To turn the history recording on, use the
storeHistory attribute when invoking the optimization run, e.g.:
sol = opt(optProb, sens=sens, storeHistory="<your-history-file-name>.hst", ...)
Hot start refers to the way optimizations are initialized. Such start-up procedure is named in contrast to the regular optimization initialization, or “cold start”, in which case pyOptSparse simply initializes an optimization job from scratch, using initial design variables set by the user. There are several situations in which such cold starts can be avoided by leveraging on the information from a previous optimization, with the aim to reduce the overall computational time. Suppose you run an optimization that was accidentally terminated prematurely by, for example, an excessively-low iteration limit. If you restarted the optimization using the DVs from the last iteration (but losing all the accumulated history), you will start from a better initial point but will likely incur in a performance penalty. The overall optimization, now split between two jobs, will end up taking far more steps than it would’ve taken if the original optimization was allowed to progress. This is due to the fact that some of the optimizers wrapped in pyOptSparse need a few initial iterations to build a (local) approximation of the design space. Because of this lack of information, there is a start-up cost to a cold started optimization, where the optimizer has to spend time rebuilding the information. In a sense, for many optimizers the next iterate does not depend only on the current iterate, but effectively all the previous iterates as well!
Hot starting optimizations is a way to address this issue.
pyOptSparse has the ability to read in the previous optimization history file, and replay the entire history starting at the original design variables, feeding
funcs to the optimizer each time.
For a deterministic optimizer, if all solver settings remain the same, then it should request the same sequence of iterates (up to machine precision), and if those have been previously evaluated, they are read from the history file and passed to the optimizer.
If at any point the requested design variables diverge from the history, then we will actually perform a function evaluation, and all subsequent points will be newly evaluated.
For this process to work, the following must be true:
The optimizer is deterministic. Note that a stochastic optimizer can still be made deterministic even if it uses random numbers, as long as the random seed is fixed. If the optimizer performs a random gradient check (e.g. SNOPT), it’s best to disable these just in case.
Optimizer settings that affect the path of the optimization must remain the same.
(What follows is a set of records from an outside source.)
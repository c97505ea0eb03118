use colored::Colorize;
use rustfft::num_complex::{Complex, Complex64};
use std::error::Error;
use std::path::PathBuf;
use std::time::Instant;
use structopt::StructOpt;

use upfirlerp::config::JobConfig;
use upfirlerp::constants::{DEFAULT_BAUD_PERIOD_SEC, DEFAULT_THREADS, DEFAULT_UP_RATE};
use upfirlerp::modulation::Qpsk;
use upfirlerp::plots::plot_interpolation;
use upfirlerp::recording::{IQFile, IQFileType};
use upfirlerp::upfirlerp::grid_time;
use upfirlerp::util::{linspace, norm_square};
use upfirlerp::{Precision, Sample, UflError, UpfirLerp};

#[derive(StructOpt, Debug)]
#[structopt(name = "upfirlerp", about = "up-sample, FIR filter and interpolate a symbol stream")]
struct Options {
    /// JSON job file with up, taps, threads and baud_period_sec
    #[structopt(long, parse(from_os_str))]
    config: Option<PathBuf>,
    #[structopt(short = "u", long)]
    up: Option<usize>,
    #[structopt(long, use_delimiter = true, allow_hyphen_values = true)]
    taps: Vec<f64>,
    #[structopt(short = "j", long)]
    threads: Option<usize>,
    /// Seconds per input symbol
    #[structopt(short = "T", long)]
    baud_period: Option<f64>,
    #[structopt(long, default_value = "double")]
    precision: Precision,
    /// QPSK symbol indices, ignored when --input is given
    #[structopt(long, use_delimiter = true, default_value = "0,1,3,2,3")]
    symbols: Vec<u8>,
    #[structopt(long, parse(from_os_str))]
    input: Option<PathBuf>,
    #[structopt(long, default_value = "2xf64")]
    input_type: IQFileType,
    #[structopt(long, use_delimiter = true, allow_hyphen_values = true)]
    times: Vec<f64>,
    /// Number of evenly spaced query times when --times is not given
    #[structopt(long, default_value = "100")]
    num_times: usize,
    #[structopt(long, parse(from_os_str))]
    output: Option<PathBuf>,
    #[structopt(long, default_value = "2xf64")]
    output_type: IQFileType,
    #[structopt(long, parse(from_os_str))]
    plot: Option<PathBuf>,
}

struct Job {
    up: usize,
    taps: Vec<f64>,
    threads: usize,
    baud_period_sec: f64,
}

impl Job {
    fn new(opt: &Options) -> Result<Self, Box<dyn Error>> {
        let cfg = match &opt.config {
            Some(path) => JobConfig::from_file(path)?,
            None => JobConfig::default(),
        };
        let taps = if !opt.taps.is_empty() {
            opt.taps.clone()
        } else {
            cfg.taps.ok_or_else(|| UflError::InvalidConfig("no taps given".into()))?
        };
        Ok(Self {
            up: opt.up.or(cfg.up).unwrap_or(DEFAULT_UP_RATE),
            taps,
            threads: opt.threads.or(cfg.threads).unwrap_or(DEFAULT_THREADS),
            baud_period_sec: opt
                .baud_period
                .or(cfg.baud_period_sec)
                .unwrap_or(DEFAULT_BAUD_PERIOD_SEC),
        })
    }
}

fn cast<T: Sample>(v: &[Complex64]) -> Vec<Complex<T>> {
    v.iter()
        .map(|c| {
            Complex::new(
                T::from_f64(c.re).unwrap_or_else(T::nan),
                T::from_f64(c.im).unwrap_or_else(T::nan),
            )
        })
        .collect()
}

fn widen<T: Sample>(v: &[Complex<T>]) -> Vec<Complex64> {
    v.iter()
        .map(|c| Complex64::new(c.re.to_f64().unwrap_or(f64::NAN), c.im.to_f64().unwrap_or(f64::NAN)))
        .collect()
}

/// Runs the job at precision `T`; returns the filtered grid and the output.
fn run<T: Sample>(
    job: &Job,
    symbols: &[Complex64],
    t: &[f64],
) -> Result<(Vec<Complex64>, Vec<Complex64>), Box<dyn Error>> {
    let taps: Vec<T> = job
        .taps
        .iter()
        .map(|&x| T::from_f64(x).unwrap_or_else(T::nan))
        .collect();
    let symbols = cast::<T>(symbols);

    let mut ufl = UpfirLerp::<T>::new();
    ufl.set_up_rate(job.up)?
        .set_threads(job.threads)?
        .set_up_taps(&taps)?;

    let ts = Instant::now();
    let out = ufl.interpolate(&symbols, job.baud_period_sec, t)?;
    log::info!(
        "interpolate: {} queries -- {} usec",
        t.len(),
        format!("{}", ts.elapsed().as_micros()).green()
    );
    let grid = ufl.filter(&symbols)?;
    Ok((widen(&grid), widen(&out)))
}

fn main() -> Result<(), Box<dyn Error>> {
    env_logger::Builder::from_env(env_logger::Env::default().default_filter_or("info")).init();
    let opt = Options::from_args();
    let job = Job::new(&opt)?;

    let symbols = match &opt.input {
        Some(path) => IQFile::new(path.clone(), opt.input_type).read_iq_file()?,
        None => Qpsk.map::<f64>(&opt.symbols)?,
    };

    let step_sec = job.baud_period_sec / job.up.max(1) as f64;
    let t = if !opt.times.is_empty() {
        opt.times.clone()
    } else {
        let num_grid = symbols.len() * job.up;
        linspace(0.0, grid_time(num_grid.saturating_sub(1), step_sec), opt.num_times)
    };

    log::info!(
        "upfirlerp: {} symbols T={} up={} num_taps={} threads={} precision={}",
        format!("{}", symbols.len()).yellow(),
        job.baud_period_sec,
        job.up,
        job.taps.len(),
        job.threads,
        opt.precision,
    );

    let (grid, out) = match opt.precision {
        Precision::Double => run::<f64>(&job, &symbols, &t)?,
        Precision::Float => run::<f32>(&job, &symbols, &t)?,
    };

    for (i, c) in out.iter().enumerate() {
        println!("{} : {}, {}", i, c.re, c.im);
    }
    log::info!("output energy: {:.6}", norm_square(&out));

    if let Some(path) = &opt.output {
        IQFile::new(path.clone(), opt.output_type).write_iq_file(&out)?;
    }
    if let Some(path) = &opt.plot {
        plot_interpolation(path, step_sec, &grid, &t, &out)?;
    }
    Ok(())
}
It is perfectly fine to change for example settings related to print outs, but not those affecting the line search.
To use the hot start feature, simply call the optimizer with the option
hotStart = <hot start file>.
See the API documentation for each optimizer for more information.
Because the hot start process will store all the previous “restarted” iterations in the new history file, it’s possible to restart as many times as you like, each time using the previous history file.
Time limit (for SNOPT only)¶
The Optimizer class in pyOptSparse has an attribute used to set the maximum allowable wall time for optimizations using SNOPT.
The code will exit gracefully when such time limit is reached.
This feature is particularly useful when running a time-constrained job, as in the case of most HPC systems.
To enable this feature, use the
timeLimit option when invoking the optimizer, as shown below:
sol = opt(optProb, sens=sens, timeLimit=<int>,...)
Note that the attribute takes the maximum wall time in seconds as an integer number.
pyOptSparse will verify that the computational time is not exceeded before proceeding to the next iteration.
It will NOT interrupt an ongoing function or sensitivity evaluation.
If your function evaluations are expensive, you should be more conservative when setting the
timeLimit option for it to be effective.